By: Kevin J. Parker
Arizona, like most states, has a Statute of Frauds that essentially requires real estate related contracts to be both (1) in writing and (2) signed by the party to be charged. A.R.S. § 44-101. Questions often arise as to whether an email can satisfy the “writing” requirement, and whether an electronic signature can satisfy the “signed by the party to be charged” requirement. The answer to these questions, like many legal questions, is: it depends. Whether an email can satisfy the “writing” requirement might depend on whether the transaction relates to interstate commerce. Pursuant to federal statute, 15 U.S.C. § 7001, an email will satisfy the writing requirement in many cases; but the federal statute would only apply if the transaction related to interstate commerce.
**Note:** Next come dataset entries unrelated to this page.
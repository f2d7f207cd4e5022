//! # Wallet Configuration
//!
//! Merchant identity, per-wallet configuration and the cart, held together in
//! one `WalletConfiguration`. Setters replace whole values and never validate
//! across fields; handshakes check what they need at use time.
//!
//! Configurations can be loaded from TOML:
//!
//! ```toml
//! [merchant]
//! display_name = "Tea Shop"
//! domain_name = "tea.example"
//! country_code = "GB"
//!
//! [google_pay]
//! environment = "PRODUCTION"
//! merchant_identifier = "BCR2DN4T"
//!
//! [[payment_details.display_items]]
//! label = "Earl Grey"
//! amount = { value = "4.50", currency = "GBP" }
//! ```

use crate::details::{PaymentDetails, PaymentItem, PaymentOptions, ShippingOption};
use crate::error::PaymentResult;
use serde::{Deserialize, Serialize};

/// Who is being paid
#[derive(Debug, Clone, Default, PartialEq, Eq, Serialize, Deserialize)]
#[serde(default)]
pub struct MerchantIdentity {
    /// Display name shown on the payment sheet
    #[serde(alias = "displayName")]
    pub display_name: String,
    /// Merchant domain (payment origin)
    #[serde(alias = "domainName")]
    pub domain_name: String,
    /// ISO 3166 country code
    #[serde(alias = "countryCode")]
    pub country_code: String,
}

impl MerchantIdentity {
    pub fn new(
        display_name: impl Into<String>,
        domain_name: impl Into<String>,
        country_code: impl Into<String>,
    ) -> Self {
        Self {
            display_name: display_name.into(),
            domain_name: domain_name.into(),
            country_code: country_code.into(),
        }
    }
}

// =============================================================================
// Apple Pay
// =============================================================================

/// Apple Pay button color
#[derive(Debug, Clone, Copy, PartialEq, Eq, Default, Serialize, Deserialize)]
pub enum ApplePayButtonStyle {
    #[default]
    #[serde(rename = "ApplePayButtonBlack")]
    Black,
    #[serde(rename = "ApplePayButtonWhite")]
    White,
    #[serde(rename = "ApplePayButtonWhiteWithLine")]
    WhiteWithLine,
}

impl ApplePayButtonStyle {
    /// CSS class for this style
    pub fn class_name(&self) -> &'static str {
        match self {
            ApplePayButtonStyle::Black => "ApplePayButtonBlack",
            ApplePayButtonStyle::White => "ApplePayButtonWhite",
            ApplePayButtonStyle::WhiteWithLine => "ApplePayButtonWhiteWithLine",
        }
    }
}

/// Apple Pay button caption
#[derive(Debug, Clone, Copy, PartialEq, Eq, Default, Serialize, Deserialize)]
pub enum ApplePayButtonType {
    #[default]
    #[serde(rename = "ApplePayButtonPlain")]
    Plain,
    #[serde(rename = "ApplePayButtonBuy")]
    Buy,
    #[serde(rename = "ApplePayButtonDonate")]
    Donate,
    #[serde(rename = "ApplePayButtonCheckout")]
    Checkout,
    #[serde(rename = "ApplePayButtonBook")]
    Book,
    #[serde(rename = "ApplePayButtonSetup")]
    Setup,
    #[serde(rename = "ApplePayButtonSubscribe")]
    Subscribe,
}

impl ApplePayButtonType {
    /// CSS class for this type
    pub fn class_name(&self) -> &'static str {
        match self {
            ApplePayButtonType::Plain => "ApplePayButtonPlain",
            ApplePayButtonType::Buy => "ApplePayButtonBuy",
            ApplePayButtonType::Donate => "ApplePayButtonDonate",
            ApplePayButtonType::Checkout => "ApplePayButtonCheckout",
            ApplePayButtonType::Book => "ApplePayButtonBook",
            ApplePayButtonType::Setup => "ApplePayButtonSetup",
            ApplePayButtonType::Subscribe => "ApplePayButtonSubscribe",
        }
    }
}

/// Card networks Apple Pay can accept
#[derive(Debug, Clone, Copy, PartialEq, Eq, Hash, Serialize, Deserialize)]
#[serde(rename_all = "camelCase")]
pub enum ApplePayNetwork {
    Amex,
    ChinaUnionPay,
    Discover,
    Interac,
    MasterCard,
    PrivateLabel,
    Visa,
}

/// Apple Pay merchant capability flags
#[derive(Debug, Clone, Copy, PartialEq, Eq, Hash, Serialize, Deserialize)]
pub enum ApplePayMerchantCapability {
    #[serde(rename = "supports3DS")]
    Supports3DS,
    #[serde(rename = "supportsCredit")]
    SupportsCredit,
}

/// Apple Pay merchant configuration
#[derive(Debug, Clone, PartialEq, Eq, Serialize, Deserialize)]
#[serde(default)]
pub struct ApplePayConfiguration {
    /// Apple merchant identifier (e.g. "merchant.com.example")
    #[serde(alias = "merchantIdentifier")]
    pub merchant_identifier: String,
    #[serde(alias = "merchantCapabilities")]
    pub merchant_capabilities: Vec<ApplePayMerchantCapability>,
    /// Must be non-empty for the capability probe to mean anything
    #[serde(alias = "supportedNetworks")]
    pub supported_networks: Vec<ApplePayNetwork>,
    /// Merchant identity certificate reference
    pub certificate: String,
    /// Merchant identity key reference
    pub key: String,
    pub style: ApplePayButtonStyle,
    #[serde(rename = "type")]
    pub button_type: ApplePayButtonType,
}

impl Default for ApplePayConfiguration {
    fn default() -> Self {
        Self {
            merchant_identifier: String::new(),
            merchant_capabilities: vec![ApplePayMerchantCapability::Supports3DS],
            supported_networks: vec![
                ApplePayNetwork::Visa,
                ApplePayNetwork::MasterCard,
                ApplePayNetwork::Amex,
            ],
            certificate: String::new(),
            key: String::new(),
            style: ApplePayButtonStyle::default(),
            button_type: ApplePayButtonType::default(),
        }
    }
}

impl ApplePayConfiguration {
    /// Create a configuration with default networks, capabilities and button
    pub fn new(merchant_identifier: impl Into<String>) -> Self {
        Self {
            merchant_identifier: merchant_identifier.into(),
            ..Self::default()
        }
    }

    /// Builder: set certificate and key references
    pub fn with_credentials(mut self, certificate: impl Into<String>, key: impl Into<String>) -> Self {
        self.certificate = certificate.into();
        self.key = key.into();
        self
    }

    /// Builder: set supported networks
    pub fn with_networks(mut self, networks: Vec<ApplePayNetwork>) -> Self {
        self.supported_networks = networks;
        self
    }

    /// Builder: set button style and type
    pub fn with_button(mut self, style: ApplePayButtonStyle, button_type: ApplePayButtonType) -> Self {
        self.style = style;
        self.button_type = button_type;
        self
    }
}

// =============================================================================
// Google Pay
// =============================================================================

/// Google Pay environment
#[derive(Debug, Clone, Copy, PartialEq, Eq, Default, Serialize, Deserialize)]
#[serde(rename_all = "UPPERCASE")]
pub enum GooglePayEnvironment {
    #[default]
    Test,
    Production,
}

/// Google Pay button color
#[derive(Debug, Clone, Copy, PartialEq, Eq, Default, Serialize, Deserialize)]
#[serde(rename_all = "lowercase")]
pub enum GooglePayButtonStyle {
    #[default]
    Black,
    White,
}

/// Google Pay button length
#[derive(Debug, Clone, Copy, PartialEq, Eq, Default, Serialize, Deserialize)]
#[serde(rename_all = "lowercase")]
pub enum GooglePayButtonType {
    #[default]
    Short,
    Long,
}

/// Card authentication methods accepted through Google Pay
#[derive(Debug, Clone, Copy, PartialEq, Eq, Hash, Serialize, Deserialize)]
#[serde(rename_all = "SCREAMING_SNAKE_CASE")]
pub enum GooglePayAuthMethod {
    #[serde(rename = "CRYPTOGRAM_3DS")]
    Cryptogram3ds,
    PanOnly,
}

/// Card networks Google Pay can accept
#[derive(Debug, Clone, Copy, PartialEq, Eq, Hash, Serialize, Deserialize)]
#[serde(rename_all = "UPPERCASE")]
pub enum GooglePayNetwork {
    Amex,
    Discover,
    Interac,
    Jcb,
    Mastercard,
    Visa,
}

/// Google Pay merchant configuration
#[derive(Debug, Clone, PartialEq, Eq, Serialize, Deserialize)]
#[serde(default)]
pub struct GooglePayConfiguration {
    pub environment: GooglePayEnvironment,
    /// Merchant identifier, also used as the gateway merchant id
    #[serde(alias = "merchantIdentifier")]
    pub merchant_identifier: String,
    /// Accepted authentication methods
    #[serde(alias = "merchantCapabilities")]
    pub merchant_capabilities: Vec<GooglePayAuthMethod>,
    #[serde(alias = "supportedNetworks")]
    pub supported_networks: Vec<GooglePayNetwork>,
    /// Countries shipping addresses may come from (`None` = any)
    #[serde(skip_serializing_if = "Option::is_none", alias = "allowedCountryCodes")]
    pub allowed_country_codes: Option<Vec<String>>,
    pub style: GooglePayButtonStyle,
    #[serde(rename = "type")]
    pub button_type: GooglePayButtonType,
}

impl Default for GooglePayConfiguration {
    fn default() -> Self {
        Self {
            environment: GooglePayEnvironment::Test,
            merchant_identifier: String::new(),
            merchant_capabilities: vec![GooglePayAuthMethod::PanOnly],
            supported_networks: vec![
                GooglePayNetwork::Amex,
                GooglePayNetwork::Mastercard,
                GooglePayNetwork::Visa,
            ],
            allowed_country_codes: None,
            style: GooglePayButtonStyle::default(),
            button_type: GooglePayButtonType::default(),
        }
    }
}

impl GooglePayConfiguration {
    /// Create a configuration with default networks, auth methods and button
    pub fn new(environment: GooglePayEnvironment, merchant_identifier: impl Into<String>) -> Self {
        Self {
            environment,
            merchant_identifier: merchant_identifier.into(),
            ..Self::default()
        }
    }

    /// Builder: set accepted auth methods
    pub fn with_auth_methods(mut self, methods: Vec<GooglePayAuthMethod>) -> Self {
        self.merchant_capabilities = methods;
        self
    }

    /// Builder: set supported networks
    pub fn with_networks(mut self, networks: Vec<GooglePayNetwork>) -> Self {
        self.supported_networks = networks;
        self
    }

    /// Builder: restrict shipping countries
    pub fn with_allowed_countries(mut self, countries: Vec<String>) -> Self {
        self.allowed_country_codes = Some(countries);
        self
    }

    /// Builder: set button style and type
    pub fn with_button(mut self, style: GooglePayButtonStyle, button_type: GooglePayButtonType) -> Self {
        self.style = style;
        self.button_type = button_type;
        self
    }
}

// =============================================================================
// Whole configuration
// =============================================================================

/// Everything a wallet handshake reads
#[derive(Debug, Clone, Default, PartialEq, Eq, Serialize, Deserialize)]
#[serde(default)]
pub struct WalletConfiguration {
    pub merchant: MerchantIdentity,
    #[serde(alias = "applePay")]
    pub apple_pay: ApplePayConfiguration,
    #[serde(alias = "googlePay")]
    pub google_pay: GooglePayConfiguration,
    #[serde(alias = "paymentDetails")]
    pub payment_details: PaymentDetails,
    #[serde(alias = "paymentOptions")]
    pub payment_options: PaymentOptions,
}

impl WalletConfiguration {
    /// Create a configuration with all defaults
    pub fn new() -> Self {
        Self::default()
    }

    /// Load a configuration from a TOML string
    pub fn from_toml(toml_str: &str) -> PaymentResult<Self> {
        Ok(toml::from_str(toml_str)?)
    }

    pub fn set_merchant(&mut self, merchant: MerchantIdentity) {
        self.merchant = merchant;
    }

    pub fn set_apple_pay(&mut self, configuration: ApplePayConfiguration) {
        self.apple_pay = configuration;
    }

    pub fn set_google_pay(&mut self, configuration: GooglePayConfiguration) {
        self.google_pay = configuration;
    }

    /// Replace the line items; the total follows them
    pub fn set_payment_items(&mut self, items: Vec<PaymentItem>) {
        self.payment_details.set_display_items(items);
    }

    pub fn set_shipping_options(&mut self, options: Vec<ShippingOption>) {
        self.payment_details.set_shipping_options(options);
    }

    pub fn set_payment_options(&mut self, options: PaymentOptions) {
        self.payment_options = options;
    }

    /// Builder: set merchant identity
    pub fn with_merchant(mut self, merchant: MerchantIdentity) -> Self {
        self.set_merchant(merchant);
        self
    }

    /// Builder: set Apple Pay configuration
    pub fn with_apple_pay(mut self, configuration: ApplePayConfiguration) -> Self {
        self.set_apple_pay(configuration);
        self
    }

    /// Builder: set Google Pay configuration
    pub fn with_google_pay(mut self, configuration: GooglePayConfiguration) -> Self {
        self.set_google_pay(configuration);
        self
    }

    /// Builder: set line items
    pub fn with_items(mut self, items: Vec<PaymentItem>) -> Self {
        self.set_payment_items(items);
        self
    }

    /// Builder: set shipping options
    pub fn with_shipping_options(mut self, options: Vec<ShippingOption>) -> Self {
        self.set_shipping_options(options);
        self
    }

    /// Builder: set payment options
    pub fn with_payment_options(mut self, options: PaymentOptions) -> Self {
        self.set_payment_options(options);
        self
    }

    /// Whether live shipping recalculation applies: options exist and shipping is requested
    pub fn requests_shipping_options(&self) -> bool {
        self.payment_details.has_shipping_options() && self.payment_options.request_shipping
    }
}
Arizona has a similar statute, A.R.S. §§ 44-7005 and 44-7007, but the Arizona statute allows an email to satisfy the writing requirement “only to transactions between parties each of which has agreed to conduct transactions by electronic means.” There is no such requirement in the federal statute that the parties agree to conduct the transaction by electronic means. Under the Arizona statute, “[w]hether the parties agree to conduct a transaction by electronic means is determined from the context and surrounding circumstances, including the parties’ conduct.”
Similarly, both the federal statute and the Arizona statute allow an electronic signature to satisfy the signature requirement (assuming, of course, the other statutory requirements are met). But again, under the Arizona statute, the parties must have agreed to conduct the transaction by electronic means.